Believer: Jesus, Prince of Peace, also serves as the reason not merely for our current season of celebration and feasting…but for the labor of making peace. He calls us to act as peacemakers, though we will not see it in its fullness in this place or time. Jesus’ commission for His people is weighty—Great—to go make disciples of every nation, bringing them by His Spirit into His One Kingdom.
Reading and discussing books like The Kite Runner and A Thousand Splendid Suns by Khaled Hosseini or In the Beginning and The Chosen by Chaim Potok not only adds shades to my understanding of the disparate nature of the monotheistic worldviews but also, and more importantly, instructs my compassion. Instead of flattening adherents of other religions through a systematic study of the way they answer the worldview questions (What is the problem? What is the solution? How should we live our lives? What happens after death?,) these works of fiction insist that I behold the multi-dimensional image-bearer. So, I would argue we must accompany our reading of the news with a smidge of philosophy, a large helping of religion and worldview understanding, and a healthy side of story (fiction and non-fiction alike).

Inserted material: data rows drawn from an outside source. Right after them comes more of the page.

impl PeriodService {
    pub fn new(store: Arc<Store>, cache: Arc<PeriodCache>) -> Self {
        Self { store, cache }
    }

    /// Rebuilds both cache slots from the store. Run once when a workspace opens.
    pub fn warm_cache(&self) -> Result<()> {
        let conn = self.store.acquire()?;
        match active_year(&conn)? {
            Some(year) => {
                debug!(academic_year_id = %year.id, "cached active academic year");
                self.cache.set(
                    PeriodKey::AcademicYear,
                    CachedPeriod::AcademicYear(CachedAcademicYear::from(&year)),
                );
            }
            None => {
                warn!("no active academic year set");
                self.cache.remove(&PeriodKey::AcademicYear);
            }
        }
        match active_term(&conn)? {
            Some(term) => {
                debug!(term_id = %term.id, "cached active term");
                self.cache
                    .set(PeriodKey::Term, CachedPeriod::Term(CachedTerm::from(&term)));
            }
            None => {
                warn!("no active term set");
                self.cache.remove(&PeriodKey::Term);
            }
        }
        Ok(())
    }

    pub fn cached_year(&self) -> Result<CachedAcademicYear> {
        match self.cache.get(&PeriodKey::AcademicYear) {
            Some(CachedPeriod::AcademicYear(year)) => Ok(year),
            _ => Err(SchoolError::YearNotSet),
        }
    }

    pub fn cached_term(&self) -> Result<CachedTerm> {
        match self.cache.get(&PeriodKey::Term) {
            Some(CachedPeriod::Term(term)) => Ok(term),
            _ => Err(SchoolError::TermNotSet),
        }
    }

    /// Makes `year_id` the only active year. The active term, if any, is
    /// deactivated in the same transaction and dropped from the cache.
    pub fn activate_year(&self, year_id: &str) -> Result<Activation<CachedAcademicYear>> {
        let year_id = parse_id(year_id, "academic year")?;
        self.switch_year(&year_id).inspect_err(|e| {
            if e.is_internal() {
                error!(academic_year_id = %year_id, error = %e, "failed to activate academic year");
            }
        })
    }

    fn switch_year(&self, year_id: &str) -> Result<Activation<CachedAcademicYear>> {
        let mut conn = self.store.acquire()?;
        let tx = conn.transaction_with_behavior(TransactionBehavior::Immediate)?;

        if let Some(current) = active_year(&tx)? {
            if current.id == year_id {
                let snapshot = CachedAcademicYear::from(&current);
                self.cache.set(
                    PeriodKey::AcademicYear,
                    CachedPeriod::AcademicYear(snapshot.clone()),
                );
                return Ok(Activation {
                    previous_id: None,
                    current: snapshot,
                });
            }
        }

        let closed_term = deactivate_term(&tx)?;
        let previous_id = deactivate_year(&tx)?;
        let year = set_active_year(&tx, year_id)?;
        tx.commit()?;

        let snapshot = CachedAcademicYear::from(&year);
        self.cache.set(
            PeriodKey::AcademicYear,
            CachedPeriod::AcademicYear(snapshot.clone()),
        );
        self.cache.remove(&PeriodKey::Term);
        info!(
            academic_year_id = %year.id,
            previous = ?previous_id,
            closed_term = ?closed_term,
            "academic year activated"
        );

        Ok(Activation {
            previous_id,
            current: snapshot,
        })
    }

    /// Makes `term_id` the only active term, recording the term it replaces as
    /// its `previous_term_id`.
    pub fn activate_term(&self, term_id: &str) -> Result<Activation<CachedTerm>> {
        let term_id = parse_id(term_id, "term")?;
        self.switch_term(&term_id).inspect_err(|e| {
            if e.is_internal() {
                error!(term_id = %term_id, error = %e, "failed to activate term");
            }
        })
    }

    fn switch_term(&self, term_id: &str) -> Result<Activation<CachedTerm>> {
        let mut conn = self.store.acquire()?;
        activatable_term(&conn, term_id)?;

        let tx = conn.transaction_with_behavior(TransactionBehavior::Immediate)?;
        // A year switch may have committed since the check above.
        let term = activatable_term(&tx, term_id)?;
        if term.active {
            let snapshot = CachedTerm::from(&term);
            self.cache
                .set(PeriodKey::Term, CachedPeriod::Term(snapshot.clone()));
            return Ok(Activation {
                previous_id: term.previous_term_id,
                current: snapshot,
            });
        }

        let previous_id = deactivate_term(&tx)?;
        let activated = set_active_term(&tx, term_id, previous_id.as_deref())?;
        tx.commit()?;

        let snapshot = CachedTerm::from(&activated);
        self.cache
            .set(PeriodKey::Term, CachedPeriod::Term(snapshot.clone()));
        info!(term_id, previous = ?previous_id, "term activated");

        Ok(Activation {
            previous_id,
            current: snapshot,
        })
    }

    /// Creates an inactive year together with its `Graduates - <end year>` class.
    pub fn create_year(&self, draft: &PeriodDraft) -> Result<AcademicYear> {
        let mut conn = self.store.acquire()?;
        let tx = conn.transaction_with_behavior(TransactionBehavior::Immediate)?;
        validate_year_draft(&tx, draft, None)?;

        let graduate_class_id = Uuid::new_v4().to_string();
        tx.execute(
            "INSERT INTO classes(id, name, is_graduate) VALUES(?, ?, 1)",
            (
                &graduate_class_id,
                format!("Graduates - {}", draft.end_date.year()),
            ),
        )?;

        let year = AcademicYear {
            id: Uuid::new_v4().to_string(),
            name: draft.name.trim().to_string(),
            start_date: draft.start_date,
            end_date: draft.end_date,
            active: false,
            graduate_class_id: Some(graduate_class_id),
        };
        tx.execute(
            "INSERT INTO academic_years(id, name, start_date, end_date, active, graduate_class_id)
             VALUES(?, ?, ?, ?, 0, ?)",
            (
                &year.id,
                &year.name,
                year.start_date,
                year.end_date,
                &year.graduate_class_id,
            ),
        )?;
        tx.commit()?;

        info!(academic_year_id = %year.id, name = %year.name, "academic year created");
        Ok(year)
    }

    /// Renames or re-dates a year. The `active` flag is never touched here.
    pub fn update_year(&self, year_id: &str, draft: &PeriodDraft) -> Result<AcademicYear> {
        let year_id = parse_id(year_id, "academic year")?;
        let mut conn = self.store.acquire()?;
        let tx = conn.transaction_with_behavior(TransactionBehavior::Immediate)?;
        if find_year(&tx, &year_id)?.is_none() {
            return Err(SchoolError::not_found("academic year", year_id));
        }
        validate_year_draft(&tx, draft, Some(&year_id))?;
        if let Some(term_name) = term_outside(&tx, &year_id, draft)? {
            return Err(SchoolError::validation(format!(
                "term {term_name} would fall outside the academic year"
            )));
        }
        tx.execute(
            "UPDATE academic_years SET name = ?, start_date = ?, end_date = ? WHERE id = ?",
            (draft.name.trim(), draft.start_date, draft.end_date, &year_id),
        )?;
        let year = find_year(&tx, &year_id)?
            .ok_or_else(|| SchoolError::not_found("academic year", year_id.as_str()))?;
        tx.commit()?;
        if year.active {
            self.cache.set(
                PeriodKey::AcademicYear,
                CachedPeriod::AcademicYear(CachedAcademicYear::from(&year)),
            );
        }
        Ok(year)
    }

    pub fn year(&self, year_id: &str) -> Result<AcademicYear> {
        let year_id = parse_id(year_id, "academic year")?;
        let conn = self.store.acquire()?;
        find_year(&conn, &year_id)?.ok_or_else(|| SchoolError::not_found("academic year", year_id))
    }

    pub fn list_years(&self) -> Result<Vec<AcademicYear>> {
        let conn = self.store.acquire()?;
        let sql = format!("SELECT {YEAR_COLUMNS} FROM academic_years ORDER BY start_date");
        let mut stmt = conn.prepare(&sql)?;
        let years = stmt
            .query_map([], year_from_row)?
            .collect::<rusqlite::Result<Vec<_>>>()?;
        Ok(years)
    }

    /// Adds an inactive term to the currently active year.
    pub fn create_term(&self, year_id: &str, draft: &PeriodDraft) -> Result<Term> {
        let year_id = parse_id(year_id, "academic year")?;
        let conn = self.store.acquire()?;
        let year = find_year(&conn, &year_id)?
            .ok_or_else(|| SchoolError::not_found("academic year", year_id.as_str()))?;
        if !year.active {
            return Err(SchoolError::YearInactive { year_id });
        }
        validate_term_bounds(&year, draft)?;

        let term = Term {
            id: Uuid::new_v4().to_string(),
            academic_year_id: year.id,
            name: draft.name.trim().to_string(),
            start_date: draft.start_date,
            end_date: draft.end_date,
            active: false,
            previous_term_id: None,
        };
        conn.execute(
            "INSERT INTO terms(id, academic_year_id, name, start_date, end_date, active)
             VALUES(?, ?, ?, ?, ?, 0)",
            (
                &term.id,
                &term.academic_year_id,
                &term.name,
                term.start_date,
                term.end_date,
            ),
        )?;
        info!(term_id = %term.id, academic_year_id = %term.academic_year_id, "term created");
        Ok(term)
    }

    pub fn update_term(&self, term_id: &str, draft: &PeriodDraft) -> Result<Term> {
        let term_id = parse_id(term_id, "term")?;
        let conn = self.store.acquire()?;
        let term =
            find_term(&conn, &term_id)?.ok_or_else(|| SchoolError::not_found("term", term_id.as_str()))?;
        let year = find_year(&conn, &term.academic_year_id)?
            .ok_or_else(|| SchoolError::not_found("academic year", term.academic_year_id.as_str()))?;
        validate_term_bounds(&year, draft)?;

        conn.execute(
            "UPDATE terms SET name = ?, start_date = ?, end_date = ? WHERE id = ?",
            (draft.name.trim(), draft.start_date, draft.end_date, &term_id),
        )?;
        let term =
            find_term(&conn, &term_id)?.ok_or_else(|| SchoolError::not_found("term", term_id.as_str()))?;
        if term.active {
            self.cache
                .set(PeriodKey::Term, CachedPeriod::Term(CachedTerm::from(&term)));
        }
        Ok(term)
    }

    pub fn term(&self, term_id: &str) -> Result<Term> {
        let term_id = parse_id(term_id, "term")?;
        let conn = self.store.acquire()?;
        find_term(&conn, &term_id)?.ok_or_else(|| SchoolError::not_found("term", term_id))
    }

    pub fn list_terms(&self, year_id: &str) -> Result<Vec<Term>> {
        let year_id = parse_id(year_id, "academic year")?;
        let conn = self.store.acquire()?;
        let sql = format!(
            "SELECT {TERM_COLUMNS} FROM terms WHERE academic_year_id = ? ORDER BY start_date"
        );
        let mut stmt = conn.prepare(&sql)?;
        let terms = stmt
            .query_map([&year_id], term_from_row)?
            .collect::<rusqlite::Result<Vec<_>>>()?;
        Ok(terms)
    }
}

The Ultimate Story begins with our first representative head, Adam, and the covenantal terms, outlined in Genesis 2 and 3, under which God established His relationship to and expectations of humanity. Adam and Eve unfortunately disobeyed God’s conditions, in some circles as the “covenant of works” (see Genesis 2:15-17), and fell under His wrath and curse (see Genesis 3:15-19) and were exiled from the garden and the Lord’s presence. But God’s grace was already at work. He promised that the offspring or “seed” of the woman would someday crush the head of the serpent. God renewed these covenants in increasingly specific language with each representative head: Noah (Genesis 8), Abraham (Genesis 17), and David (2 Samuel 7). This story, rich with promise—covenant—came to its climax in Jesus Christ whose “heel was struck,” whose body was torn, whose crown was made of thorns…that He might bring under His reign all things under heaven and on earth. (Ephesians 1) The story finds its continuation in the New Covenant (Jeremiah 31:31, Luke 22:20) in His blood, by which we have been made ministers of His good news (2 Corinthians 3:6). At Jesus’ Second Advent, we will finally see Him face to face and be made like Him (1 John 3:2). In that day, we will experience in reality what John beheld in Revelation 7:9-10:
[A] great multitude that no one could number, from every nation, from all tribes and peoples and languages, standing before the throne and before the Lamb, clothed in white robes, with palm branches in their hands, and crying out with a loud voice, “Salvation belongs to our God who sits on the throne, and to the Lamb!”
The perfect sacrifice, the Lamb of God, has changed everything. And His name is Jesus.